Aim of the task » Give back all of the records underneath exactly, with no omissions.

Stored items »
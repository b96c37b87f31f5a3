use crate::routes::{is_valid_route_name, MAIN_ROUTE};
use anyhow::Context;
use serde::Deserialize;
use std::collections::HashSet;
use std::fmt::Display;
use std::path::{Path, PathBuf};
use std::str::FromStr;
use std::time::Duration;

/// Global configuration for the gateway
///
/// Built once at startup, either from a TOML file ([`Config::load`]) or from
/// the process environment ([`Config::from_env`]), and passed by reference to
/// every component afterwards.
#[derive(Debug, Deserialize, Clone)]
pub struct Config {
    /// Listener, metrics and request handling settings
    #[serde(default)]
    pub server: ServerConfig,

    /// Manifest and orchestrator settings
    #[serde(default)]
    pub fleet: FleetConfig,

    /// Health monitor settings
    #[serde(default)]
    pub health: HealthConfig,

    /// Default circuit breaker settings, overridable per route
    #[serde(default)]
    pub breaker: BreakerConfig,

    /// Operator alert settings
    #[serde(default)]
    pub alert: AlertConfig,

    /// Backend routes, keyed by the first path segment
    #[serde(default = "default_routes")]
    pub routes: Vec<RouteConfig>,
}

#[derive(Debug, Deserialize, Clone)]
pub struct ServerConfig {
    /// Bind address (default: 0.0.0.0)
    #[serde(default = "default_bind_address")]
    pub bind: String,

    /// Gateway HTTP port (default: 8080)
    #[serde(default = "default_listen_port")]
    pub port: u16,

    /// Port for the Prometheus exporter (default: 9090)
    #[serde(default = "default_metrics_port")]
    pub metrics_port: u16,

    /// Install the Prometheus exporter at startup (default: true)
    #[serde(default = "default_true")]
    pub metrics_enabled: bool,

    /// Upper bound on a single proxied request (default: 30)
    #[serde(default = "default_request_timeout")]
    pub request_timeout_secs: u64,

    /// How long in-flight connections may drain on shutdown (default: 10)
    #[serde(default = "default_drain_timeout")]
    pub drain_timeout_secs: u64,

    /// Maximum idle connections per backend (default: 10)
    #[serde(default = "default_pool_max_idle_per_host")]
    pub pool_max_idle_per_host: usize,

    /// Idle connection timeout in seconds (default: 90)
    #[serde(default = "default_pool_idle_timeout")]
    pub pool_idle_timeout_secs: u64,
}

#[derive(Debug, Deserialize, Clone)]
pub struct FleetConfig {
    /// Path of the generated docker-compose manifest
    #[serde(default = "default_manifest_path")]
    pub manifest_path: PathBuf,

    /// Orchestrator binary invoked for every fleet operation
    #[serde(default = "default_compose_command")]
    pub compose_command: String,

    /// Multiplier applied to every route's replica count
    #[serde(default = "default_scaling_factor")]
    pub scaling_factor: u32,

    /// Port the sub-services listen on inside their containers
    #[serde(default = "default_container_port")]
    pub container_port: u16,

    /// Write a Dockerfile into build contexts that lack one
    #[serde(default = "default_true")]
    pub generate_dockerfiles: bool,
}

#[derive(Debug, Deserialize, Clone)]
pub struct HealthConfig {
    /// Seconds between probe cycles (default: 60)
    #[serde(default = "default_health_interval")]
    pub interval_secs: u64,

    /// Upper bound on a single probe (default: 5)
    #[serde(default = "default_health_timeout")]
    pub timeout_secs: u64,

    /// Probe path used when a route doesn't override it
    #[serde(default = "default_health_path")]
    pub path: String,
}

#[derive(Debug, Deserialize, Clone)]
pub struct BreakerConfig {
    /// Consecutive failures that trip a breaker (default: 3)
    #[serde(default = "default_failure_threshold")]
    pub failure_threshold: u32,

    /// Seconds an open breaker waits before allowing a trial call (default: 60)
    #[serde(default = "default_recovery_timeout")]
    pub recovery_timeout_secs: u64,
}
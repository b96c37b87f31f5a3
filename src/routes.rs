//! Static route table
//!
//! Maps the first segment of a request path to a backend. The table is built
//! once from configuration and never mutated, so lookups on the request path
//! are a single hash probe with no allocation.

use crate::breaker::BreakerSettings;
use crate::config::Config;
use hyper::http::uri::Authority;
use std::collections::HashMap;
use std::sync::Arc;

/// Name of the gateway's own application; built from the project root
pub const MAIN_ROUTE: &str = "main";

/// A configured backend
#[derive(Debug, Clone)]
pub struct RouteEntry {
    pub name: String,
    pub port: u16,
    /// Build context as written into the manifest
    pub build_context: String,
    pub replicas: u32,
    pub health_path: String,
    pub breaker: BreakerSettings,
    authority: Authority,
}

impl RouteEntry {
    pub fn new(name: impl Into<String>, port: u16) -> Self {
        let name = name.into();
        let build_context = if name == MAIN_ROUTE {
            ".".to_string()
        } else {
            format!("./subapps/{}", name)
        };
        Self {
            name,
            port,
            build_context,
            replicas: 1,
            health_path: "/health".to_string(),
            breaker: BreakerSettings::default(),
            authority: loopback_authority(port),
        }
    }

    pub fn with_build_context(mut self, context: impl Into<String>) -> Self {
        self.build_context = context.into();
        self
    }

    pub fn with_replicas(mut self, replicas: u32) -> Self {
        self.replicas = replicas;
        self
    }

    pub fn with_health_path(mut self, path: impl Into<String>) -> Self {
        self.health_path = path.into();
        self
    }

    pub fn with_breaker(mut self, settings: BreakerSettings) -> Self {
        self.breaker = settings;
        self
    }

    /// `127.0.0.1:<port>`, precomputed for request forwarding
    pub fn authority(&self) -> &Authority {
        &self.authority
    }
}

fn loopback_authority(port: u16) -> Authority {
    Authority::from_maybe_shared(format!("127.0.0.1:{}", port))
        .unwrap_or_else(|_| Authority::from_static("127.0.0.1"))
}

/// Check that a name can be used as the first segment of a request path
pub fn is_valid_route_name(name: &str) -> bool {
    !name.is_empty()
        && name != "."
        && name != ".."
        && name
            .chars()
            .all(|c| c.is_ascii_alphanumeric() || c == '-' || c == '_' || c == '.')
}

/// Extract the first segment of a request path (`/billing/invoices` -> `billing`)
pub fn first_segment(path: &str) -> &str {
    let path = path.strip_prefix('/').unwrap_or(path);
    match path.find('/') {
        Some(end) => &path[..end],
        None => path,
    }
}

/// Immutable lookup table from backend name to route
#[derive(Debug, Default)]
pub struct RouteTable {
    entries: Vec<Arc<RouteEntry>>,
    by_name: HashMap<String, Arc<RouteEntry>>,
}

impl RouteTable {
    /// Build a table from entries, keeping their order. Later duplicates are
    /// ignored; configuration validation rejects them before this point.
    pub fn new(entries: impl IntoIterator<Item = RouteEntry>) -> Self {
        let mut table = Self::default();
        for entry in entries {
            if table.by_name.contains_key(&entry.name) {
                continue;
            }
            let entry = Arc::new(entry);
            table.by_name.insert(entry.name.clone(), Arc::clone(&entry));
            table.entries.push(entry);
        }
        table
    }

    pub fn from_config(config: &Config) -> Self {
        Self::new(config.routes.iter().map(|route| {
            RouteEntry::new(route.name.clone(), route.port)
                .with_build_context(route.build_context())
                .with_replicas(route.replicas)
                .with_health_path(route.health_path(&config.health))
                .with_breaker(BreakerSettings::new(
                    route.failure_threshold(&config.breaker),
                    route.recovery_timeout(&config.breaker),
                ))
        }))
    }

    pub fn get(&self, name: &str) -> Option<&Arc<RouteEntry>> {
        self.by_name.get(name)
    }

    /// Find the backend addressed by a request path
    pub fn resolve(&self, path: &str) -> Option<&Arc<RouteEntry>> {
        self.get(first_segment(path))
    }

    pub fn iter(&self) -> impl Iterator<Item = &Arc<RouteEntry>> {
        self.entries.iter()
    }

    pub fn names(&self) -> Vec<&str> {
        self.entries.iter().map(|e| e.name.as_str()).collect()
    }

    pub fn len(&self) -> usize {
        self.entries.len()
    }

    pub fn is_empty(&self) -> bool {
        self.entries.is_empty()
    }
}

Solution to the exercise »
repository b96c37b87f31f5a3
use crate::routes::{is_valid_route_name, MAIN_ROUTE};
use anyhow::Context;
use serde::Deserialize;
use std::collections::HashSet;
use std::fmt::Display;
use std::path::{Path, PathBuf};
use std::str::FromStr;
use std::time::Duration;

/// Global configuration for the gateway
///
/// Built once at startup, either from a TOML file ([`Config::load`]) or from
/// the process environment ([`Config::from_env`]), and passed by reference to
/// every component afterwards.
#[derive(Debug, Deserialize, Clone)]
pub struct Config {
    /// Listener, metrics and request handling settings
    #[serde(default)]
    pub server: ServerConfig,

    /// Manifest and orchestrator settings
    #[serde(default)]
    pub fleet: FleetConfig,

    /// Health monitor settings
    #[serde(default)]
    pub health: HealthConfig,

    /// Default circuit breaker settings, overridable per route
    #[serde(default)]
    pub breaker: BreakerConfig,

    /// Operator alert settings
    #[serde(default)]
    pub alert: AlertConfig,

    /// Backend routes, keyed by the first path segment
    #[serde(default = "default_routes")]
    pub routes: Vec<RouteConfig>,
}

#[derive(Debug, Deserialize, Clone)]
pub struct ServerConfig {
    /// Bind address (default: 0.0.0.0)
    #[serde(default = "default_bind_address")]
    pub bind: String,

    /// Gateway HTTP port (default: 8080)
    #[serde(default = "default_listen_port")]
    pub port: u16,

    /// Port for the Prometheus exporter (default: 9090)
    #[serde(default = "default_metrics_port")]
    pub metrics_port: u16,

    /// Install the Prometheus exporter at startup (default: true)
    #[serde(default = "default_true")]
    pub metrics_enabled: bool,

    /// Upper bound on a single proxied request (default: 30)
    #[serde(default = "default_request_timeout")]
    pub request_timeout_secs: u64,

    /// How long in-flight connections may drain on shutdown (default: 10)
    #[serde(default = "default_drain_timeout")]
    pub drain_timeout_secs: u64,

    /// Maximum idle connections per backend (default: 10)
    #[serde(default = "default_pool_max_idle_per_host")]
    pub pool_max_idle_per_host: usize,

    /// Idle connection timeout in seconds (default: 90)
    #[serde(default = "default_pool_idle_timeout")]
    pub pool_idle_timeout_secs: u64,
}

#[derive(Debug, Deserialize, Clone)]
pub struct FleetConfig {
    /// Path of the generated docker-compose manifest
    #[serde(default = "default_manifest_path")]
    pub manifest_path: PathBuf,

    /// Orchestrator binary invoked for every fleet operation
    #[serde(default = "default_compose_command")]
    pub compose_command: String,

    /// Multiplier applied to every route's replica count
    #[serde(default = "default_scaling_factor")]
    pub scaling_factor: u32,

    /// Port the sub-services listen on inside their containers
    #[serde(default = "default_container_port")]
    pub container_port: u16,

    /// Write a Dockerfile into build contexts that lack one
    #[serde(default = "default_true")]
    pub generate_dockerfiles: bool,
}

#[derive(Debug, Deserialize, Clone)]
pub struct HealthConfig {
    /// Seconds between probe cycles (default: 60)
    #[serde(default = "default_health_interval")]
    pub interval_secs: u64,

    /// Upper bound on a single probe (default: 5)
    #[serde(default = "default_health_timeout")]
    pub timeout_secs: u64,

    /// Probe path used when a route doesn't override it
    #[serde(default = "default_health_path")]
    pub path: String,
}

#[derive(Debug, Deserialize, Clone)]
pub struct BreakerConfig {
    /// Consecutive failures that trip a breaker (default: 3)
    #[serde(default = "default_failure_threshold")]
    pub failure_threshold: u32,

    /// Seconds an open breaker waits before allowing a trial call (default: 60)
    #[serde(default = "default_recovery_timeout")]
    pub recovery_timeout_secs: u64,
}
repository b96c37b87f31f5a3
filename src/routes.rs
//! Static route table
//!
//! Maps the first segment of a request path to a backend. The table is built
//! once from configuration and never mutated, so lookups on the request path
//! are a single hash probe with no allocation.

use crate::breaker::BreakerSettings;
use crate::config::Config;
use hyper::http::uri::Authority;
use std::collections::HashMap;
use std::sync::Arc;

/// Name of the gateway's own application; built from the project root
pub const MAIN_ROUTE: &str = "main";

/// A configured backend
#[derive(Debug, Clone)]
pub struct RouteEntry {
    pub name: String,
    pub port: u16,
    /// Build context as written into the manifest
    pub build_context: String,
    pub replicas: u32,
    pub health_path: String,
    pub breaker: BreakerSettings,
    authority: Authority,
}

impl RouteEntry {
    pub fn new(name: impl Into<String>, port: u16) -> Self {
        let name = name.into();
        let build_context = if name == MAIN_ROUTE {
            ".".to_string()
        } else {
            format!("./subapps/{}", name)
        };
        Self {
            name,
            port,
            build_context,
            replicas: 1,
            health_path: "/health".to_string(),
            breaker: BreakerSettings::default(),
            authority: loopback_authority(port),
        }
    }

    pub fn with_build_context(mut self, context: impl Into<String>) -> Self {
        self.build_context = context.into();
        self
    }

    pub fn with_replicas(mut self, replicas: u32) -> Self {
        self.replicas = replicas;
        self
    }

    pub fn with_health_path(mut self, path: impl Into<String>) -> Self {
        self.health_path = path.into();
        self
    }

    pub fn with_breaker(mut self, settings: BreakerSettings) -> Self {
        self.breaker = settings;
        self
    }

    /// `127.0.0.1:<port>`, precomputed for request forwarding
    pub fn authority(&self) -> &Authority {
        &self.authority
    }
}

fn loopback_authority(port: u16) -> Authority {
    Authority::from_maybe_shared(format!("127.0.0.1:{}", port))
        .unwrap_or_else(|_| Authority::from_static("127.0.0.1"))
}

/// Check that a name can be used as the first segment of a request path
pub fn is_valid_route_name(name: &str) -> bool {
    !name.is_empty()
        && name != "."
        && name != ".."
        && name
            .chars()
            .all(|c| c.is_ascii_alphanumeric() || c == '-' || c == '_' || c == '.')
}

/// Extract the first segment of a request path (`/billing/invoices` -> `billing`)
pub fn first_segment(path: &str) -> &str {
    let path = path.strip_prefix('/').unwrap_or(path);
    match path.find('/') {
        Some(end) => &path[..end],
        None => path,
    }
}

/// Immutable lookup table from backend name to route
#[derive(Debug, Default)]
pub struct RouteTable {
    entries: Vec<Arc<RouteEntry>>,
    by_name: HashMap<String, Arc<RouteEntry>>,
}

impl RouteTable {
    /// Build a table from entries, keeping their order. Later duplicates are
    /// ignored; configuration validation rejects them before this point.
    pub fn new(entries: impl IntoIterator<Item = RouteEntry>) -> Self {
        let mut table = Self::default();
        for entry in entries {
            if table.by_name.contains_key(&entry.name) {
                continue;
            }
            let entry = Arc::new(entry);
            table.by_name.insert(entry.name.clone(), Arc::clone(&entry));
            table.entries.push(entry);
        }
        table
    }

    pub fn from_config(config: &Config) -> Self {
        Self::new(config.routes.iter().map(|route| {
            RouteEntry::new(route.name.clone(), route.port)
                .with_build_context(route.build_context())
                .with_replicas(route.replicas)
                .with_health_path(route.health_path(&config.health))
                .with_breaker(BreakerSettings::new(
                    route.failure_threshold(&config.breaker),
                    route.recovery_timeout(&config.breaker),
                ))
        }))
    }

    pub fn get(&self, name: &str) -> Option<&Arc<RouteEntry>> {
        self.by_name.get(name)
    }

    /// Find the backend addressed by a request path
    pub fn resolve(&self, path: &str) -> Option<&Arc<RouteEntry>> {
        self.get(first_segment(path))
    }

    pub fn iter(&self) -> impl Iterator<Item = &Arc<RouteEntry>> {
        self.entries.iter()
    }

    pub fn names(&self) -> Vec<&str> {
        self.entries.iter().map(|e| e.name.as_str()).collect()
    }

    pub fn len(&self) -> usize {
        self.entries.len()
    }

    pub fn is_empty(&self) -> bool {
        self.entries.is_empty()
    }
}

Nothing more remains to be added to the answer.